Read Rose Petal Graves (The Lost Clan #1) Online
Authors: Olivia Wildenstein
“I’m not hungry, honey, but
you
should eat. You’re getting too skinny.” Said the man whose middle was still concave in his mid-forties. He patted my shoulder as he walked past me. “I’m going to bed.”
“The medical examiner arrived last night.”
Dad paused on the stairs. “He did? Wasn’t he supposed to get in tomorrow?”
“He was, but he’s here now. Don’t you want to meet him?”
Dad’s eyes were bloodshot. “Not really in the mood. Can you show him around? Show him”—a sob caught in his throat—“show him where I…where I put your mother?” he whispered the last part.
My eyes heated up, but I reined the tears in until Dad had climbed those rickety wooden steps. Those stairs had gotten me into so much trouble when I was in my early teens, sneaking out to parties and coming home past curfew. Even though I tiptoed, one would always crack and give me away. And Mom would come out of her bedroom, with her reading glasses on and a paperback dangling from her fingers, and ask if I was all right. I’d thought it was her way of guilt tripping me, but now, I believed she was just worried about me. I pressed the heals of my hands into my closed eyes to squeeze out the tears, and then, when I sort of had myself under control, I headed to the closet where we kept the cleaning supplies.
I grabbed a rag and a bucket that I filled with soapy water, and headed out to the hearse. The fresh air stung my cheeks and blew against the wind chime, making it swing back and forth. The noise was deafening. Dropping the bucket and rag, I dragged one of the wicker chairs toward Mom’s last creation and climbed up to unhook it.
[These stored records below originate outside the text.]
// SPDX-License-Identifier: BUSL-1.1
// Copyright (c) 2026 Alfred Jean LLC

// Allow panic!/unwrap/expect in test code
#![cfg_attr(test, allow(clippy::panic))]
#![cfg_attr(test, allow(clippy::unwrap_used))]
#![cfg_attr(test, allow(clippy::expect_used))]
// Enable coverage(off) attribute for excluding test infrastructure
#![cfg_attr(coverage_nightly, feature(coverage_attribute))]

//! Adapters for the OS notification policy and the session flag store

mod env;
pub mod flags;
pub mod policy;
pub mod subprocess;
pub mod traced;

pub use flags::{FileFlagStore, FlagError, MemoryFlagStore, SessionFlagStore};
pub use policy::{
    AndroidPolicyAdapter, GnomePolicyAdapter, HostError, NoOpPolicyAdapter,
    NotificationManagerHost, PolicyPort, PortError,
};
pub use traced::TracedPolicy;

// Test support - only compiled for tests or when explicitly requested
#[cfg(any(test, feature = "test-support"))]
pub use flags::FakeFlagStore;
#[cfg(any(test, feature = "test-support"))]
pub use policy::{FakePolicyAdapter, PolicyCall};
// SPDX-License-Identifier: BUSL-1.1
// Copyright (c) 2026 Alfred Jean LLC

//! Errors that carry a specific process exit code.

use std::fmt;

/// Generic failure
pub const EXIT_FAILURE: i32 = 1;
/// The bridge answered with an error envelope
pub const EXIT_ERROR_ENVELOPE: i32 = 2;
/// The bridge does not implement the requested method
pub const EXIT_NOT_IMPLEMENTED: i32 = 3;

#[derive(Debug)]
pub struct ExitError {
    pub code: i32,
    pub message: String,
}

impl ExitError {
    pub fn new(code: i32, message: impl Into<String>) -> Self {
        Self {
            code,
            message: message.into(),
        }
    }
}

impl fmt::Display for ExitError {
    fn fmt(&self, f: &mut fmt::Formatter<'_>) -> fmt::Result {
        f.write_str(&self.message)
    }
}

impl std::error::Error for ExitError {}
//! Session flag specs

use crate::prelude::*;

#[test]
fn status_without_file_is_stopped() {
    let temp = Project::empty();
    temp.dnd()
        .args(&["session", "status"])
        .passes()
        .stdout_eq("session stopped\n");
    assert!(!temp.session_file().exists());
}

#[test]
fn start_then_status_is_running() {
    let temp = Project::empty();
    temp.dnd()
        .args(&["session", "start"])
        .passes()
        .stdout_eq("session running\n");
    temp.dnd()
        .args(&["session", "status"])
        .passes()
        .stdout_eq("session running\n");
}

#[test]
fn stop_clears_the_flag() {
    let temp = Project::empty();
    temp.dnd().args(&["session", "start"]).passes();
    temp.dnd().args(&["session", "stop"]).passes();
    temp.dnd()
        .args(&["session", "status"])
        .passes()
        .stdout_eq("session stopped\n");
}

#[test]
fn flag_is_namespaced_by_app_id() {
    let temp = Project::empty();
    temp.dnd()
        .env("DND_APP_ID", "timer")
        .args(&["session", "start"])
        .passes();

    let raw = std::fs::read_to_string(temp.session_file()).unwrap();
    let value: serde_json::Value = serde_json::from_str(&raw).unwrap();
    assert_eq!(value["timer.session_running"], true);

    // The default namespace is untouched.
    temp.dnd()
        .args(&["session", "status"])
        .passes()
        .stdout_eq("session stopped\n");
}

#[test]
fn json_status_names_the_key() {
    let temp = Project::empty();
    let run = temp
        .dnd()
        .args(&["-o", "json", "session", "status"])
        .passes();
    assert_eq!(
        run.json(),
        serde_json::json!({ "key": "focus_bridge.session_running", "running": false })
    );
}
// SPDX-License-Identifier: BUSL-1.1
// Copyright (c) 2026 Alfred Jean LLC

//! Tracing subscriber setup.

use anyhow::{Context, Result};
use tracing_appender::non_blocking::WorkerGuard;
use tracing_subscriber::{fmt, prelude::*, EnvFilter};

const DEFAULT_FILTER: &str = "warn";

/// Install the global subscriber.
///
/// Logs go to `DND_LOG_FILE` when set, otherwise to stderr. The returned
/// guard flushes the file writer on drop and must outlive the command.
pub fn setup_logging() -> Result<Option<WorkerGuard>> {
    let filter =
        EnvFilter::try_from_default_env().unwrap_or_else(|_| EnvFilter::new(DEFAULT_FILTER));

    let Some(log_path) = crate::env::log_file() else {
        tracing_subscriber::registry()
            .with(filter)
            .with(fmt::layer().with_writer(std::io::stderr))
            .init();
        return Ok(None);
    };

    let dir = match log_path.parent() {
        Some(parent) if !parent.as_os_str().is_empty() => parent.to_path_buf(),
        _ => std::path::PathBuf::from("."),
    };
    std::fs::create_dir_all(&dir)
        .with_context(|| format!("failed to create log directory {}", dir.display()))?;
    let file_name = log_path
        .file_name()
        .with_context(|| format!("DND_LOG_FILE has no file name: {}", log_path.display()))?;

    let file_appender = tracing_appender::rolling::never(&dir, file_name);
    let (non_blocking, guard) = tracing_appender::non_blocking(file_appender);

    tracing_subscriber::registry()
        .with(filter)
        .with(fmt::layer().with_ansi(false).with_writer(non_blocking))
        .init();

    Ok(Some(guard))
}
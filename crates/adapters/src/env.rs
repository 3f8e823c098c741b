// SPDX-License-Identifier: BUSL-1.1
// Copyright (c) 2026 Alfred Jean LLC

//! Centralized environment variable access for the adapters crate.

use std::time::Duration;

use crate::subprocess::GSETTINGS_TIMEOUT;

fn parse_duration_ms(var: &str) -> Option<Duration> {
    std::env::var(var)
        .ok()
        .and_then(|s| s.parse::<u64>().ok())
        .map(Duration::from_millis)
}

/// gsettings subprocess timeout (default: 5000ms).
pub fn gsettings_timeout() -> Duration {
    parse_duration_ms("DND_GSETTINGS_TIMEOUT_MS").unwrap_or(GSETTINGS_TIMEOUT)
}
The bells were as cold as icicles and prickled my still-warm palm. They hadn’t served their purpose; they hadn’t kept evil out. Maybe Mom had gotten it wrong. Maybe bells above a doorway were an invitation to malevolent spirits. I tore the chime off the big hook and walked over to the dumpster. Without hesitating, I flung them inside, and then I just stood there and stared, half expecting our garbage can to burst into flames, or the bells to start careening, but neither happened. Only the wind whistling through the bare branches of the rowan trees disrupted the otherwise blissful silence.
I returned to the porch, pushed the wicker chair back against the wall, and picked up the cleaning supplies. Old snow crunched underneath my boots as I plodded toward the hearse. I placed the bucket on the hardened earth and dragged the passenger door open. The rag I was still holding slid through my fingers and fell into the bucket, settling on the filmy surface.
The car was spotless
. Not a splatter of vomit remained. I checked the seams of the leather seat, but found nothing to sop off. I sniffed the air, but even that was clean. I popped my phone out of my pocket to text Blake a thank you when Cruz’s car rumbled down our long driveway. He came to a stop inches from me.
“Morning,” he said, stepping out. “Beatrice said these were your favorite.” He handed me a bakery bag smudged with grease stains.
I slipped my phone back in my pocket and checked the contents. Two corn muffins with real bits of corn were nestled at the bottom, still hot from the oven.
“You took it down,” Cruz said.
I followed his gaze to the bare hook. “Yes.” I didn’t tell him that I’d thrown it away.
“Want me to take this back in for you?” he asked, tipping his clean-shaven chin toward the bucket. “You don’t seem to be needing it.”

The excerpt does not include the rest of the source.